El camino que han hecho los
paseantes discurre paralelo a la orilla del interior de la Bahía y llega a la
zona de los viejos talleres (de pintura, de alto explosivo, de municiones…).
Eran talleres que vinieron desde los Mixtos, con sus operarios y con mentalidad
de siglo XX, de cuando las municiones eran configurables y manipulables mecánicamente,
como lo era el SEAT 600. Pero eso se fue extinguiendo a ojos vista… Ahora esos
talleres son cascarones vacíos, las paredes se pueblan de grafitis anónimos y
hasta han llevado un colchón por obvias razones… todos los operarios que trabajaron
allí tenían un mote y bromeaban con una brusquedad violenta que nunca llegué entender
del todo. Y eran muy hábiles en lo suyo, los puñeteros… Ahora ha crecido un
eucalipto gigantesco junto a uno de esos talleres y han pintado un tulipán
negro en la pared.
Hay encanto en el abandono,
la verdad. Encanto y belleza en el poder de la naturaleza para reconquistar su
territorio… y junto al taller de alto explosivo había un pequeño cuartucho del
que salía una chimenea de tres metros de alto. Ya no existe la chimenea (seguro
que era metálica), pero el cuartucho permanece techado. Ese sitio se llamaba donde
el fosfuro. Y, claro, cuando hubo que fabricar tropecientos kilos de
fosfuro de calcio para los submarinos llamaron al químico recién llegado al
laboratorio… y el pobre químico no tenía ni puta idea de qué cosa era eso ni
cómo fabricarlo.

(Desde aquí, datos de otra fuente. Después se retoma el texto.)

//! Lenient JSON extraction from free-form model output.
//!
//! Backends routinely wrap the reply object in prose or code fences. The
//! extraction is deliberately greedy: it takes everything from the first
//! `{` to the last `}`, without balancing braces.

use std::borrow::Cow;

/// Greedy `{...}` span: first `{` through last `}`.
pub fn extract_json_span(raw: &str) -> Option<&str> {
    let start = raw.find('{')?;
    let end = raw.rfind('}')?;
    if end < start {
        return None;
    }
    Some(&raw[start..=end])
}

/// Replace `\uXXXX` escapes for code points above U+0080 with the literal
/// character. Surrogate pairs are combined; lone surrogates and ASCII
/// escapes are left untouched.
pub fn unescape_high_unicode(s: &str) -> Cow<'_, str> {
    let bytes = s.as_bytes();
    let mut out: Option<String> = None;
    let mut last = 0;
    let mut i = 0;

    while i < bytes.len() {
        if bytes[i] != b'\\' {
            i += 1;
            continue;
        }
        if bytes.get(i + 1) == Some(&b'u')
            && let Some(code) = parse_hex4(&s[i + 2..])
            && code >= 0x80
            && let Some((ch, consumed)) = decode_escape(s, i, code)
        {
            let buf = out.get_or_insert_with(|| String::with_capacity(s.len()));
            buf.push_str(&s[last..i]);
            buf.push(ch);
            i += consumed;
            last = i;
            continue;
        }
        // Skip the escaped character so `\\u0041` stays a literal backslash.
        i += 2;
    }

    match out {
        Some(mut buf) => {
            buf.push_str(&s[last.min(s.len())..]);
            Cow::Owned(buf)
        }
        None => Cow::Borrowed(s),
    }
}

fn decode_escape(s: &str, at: usize, code: u32) -> Option<(char, usize)> {
    match code {
        0xD800..=0xDBFF => {
            let rest = &s[at + 6..];
            let low = rest.strip_prefix("\\u").and_then(parse_hex4)?;
            if !(0xDC00..=0xDFFF).contains(&low) {
                return None;
            }
            let combined = 0x10000 + ((code - 0xD800) << 10) + (low - 0xDC00);
            char::from_u32(combined).map(|ch| (ch, 12))
        }
        0xDC00..=0xDFFF => None,
        _ => char::from_u32(code).map(|ch| (ch, 6)),
    }
}

fn parse_hex4(s: &str) -> Option<u32> {
    let digits = s.get(..4)?;
    if !digits.bytes().all(|b| b.is_ascii_hexdigit()) {
        return None;
    }
    u32::from_str_radix(digits, 16).ok()
}

/// Escape raw control characters (newlines, tabs) that appear inside JSON
/// string literals. Models often emit multi-line replies unescaped.
pub fn escape_raw_control_chars(s: &str) -> Cow<'_, str> {
    if !s.chars().any(|c| (c as u32) < 0x20) {
        return Cow::Borrowed(s);
    }

    let mut out = String::with_capacity(s.len() + 16);
    let mut in_string = false;
    let mut escaped = false;

    for c in s.chars() {
        if !in_string {
            if c == '"' {
                in_string = true;
            }
            out.push(c);
            continue;
        }
        if escaped {
            escaped = false;
            out.push(c);
            continue;
        }
        match c {
            '\\' => {
                escaped = true;
                out.push(c);
            }
            '"' => {
                in_string = false;
                out.push(c);
            }
            '\n' => out.push_str("\\n"),
            '\r' => out.push_str("\\r"),
            '\t' => out.push_str("\\t"),
            c if (c as u32) < 0x20 => out.push_str(&format!("\\u{:04x}", c as u32)),
            c => out.push(c),
        }
    }
    Cow::Owned(out)
}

Hubo que estudiar y así me enteré que el fosfuro de calcio (Ca3P2)
reacciona con el agua provocando una nube de humo gris muy escandalosa. Lo utilizaban
los submarinos para señalar una posición y había que proporcionarles una enorme
cantidad. ¿Cómo, puñetas, se hacía eso? ¡Menos mal que al rescate vino el viejo
maestro de los talleres! Un veterano de larga experiencia que, sin saber nada
de procesos químicos, conocía la técnica decimonónica para fabricar fosfuro cálcico
haciendo reaccionar óxido de calcio con fósforo blanco (que había que mantener sumergido
en agua) en un crisol metido a su vez en un horno que se calentaba comenzando
la ignición desde la parte superior… y la cosa funcionaba. Las piedras de óxido
de calcio acababan transformadas en piedras de fosfuro en un proceso que
parecía pura alquimia. Aquello me encantaba, la verdad y ahora, cuando lo
recuerdo, vuelvo a sentir ese cosquilleo que me producía la química, el olor
acre de la química y las reacciones violentas entre reactivos. Y más aún me
encantaba probar la eficacia de cada lote de fosfuro tirando piedrecitas al
charco que formaba la lluvia delante del laboratorio de pólvoras… la hidrólisis
del fosfuro era violenta, crepitaba y formaba humos grises que más valía no
respirar.
Puede que no sean valiosas las
ruinas de esos talleres —que no lo son—, pero tienen alma porque detrás de cada
ladrillo hay una historia. Detrás de cada historia hay hombres que construyeron
la pequeña aventura de cada día, la que hace funcionar las cosas cercanas. Es
que la historia es también eso que decía Unamuno: «…la vida silenciosa de millones de hombres […] que
a todas horas del día y en todos los países del globo se levantan a una orden
del sol y van a sus campos a proseguir la oscura y silenciosa labor
cotidiana y eterna…». Nada es insignificante. Nada.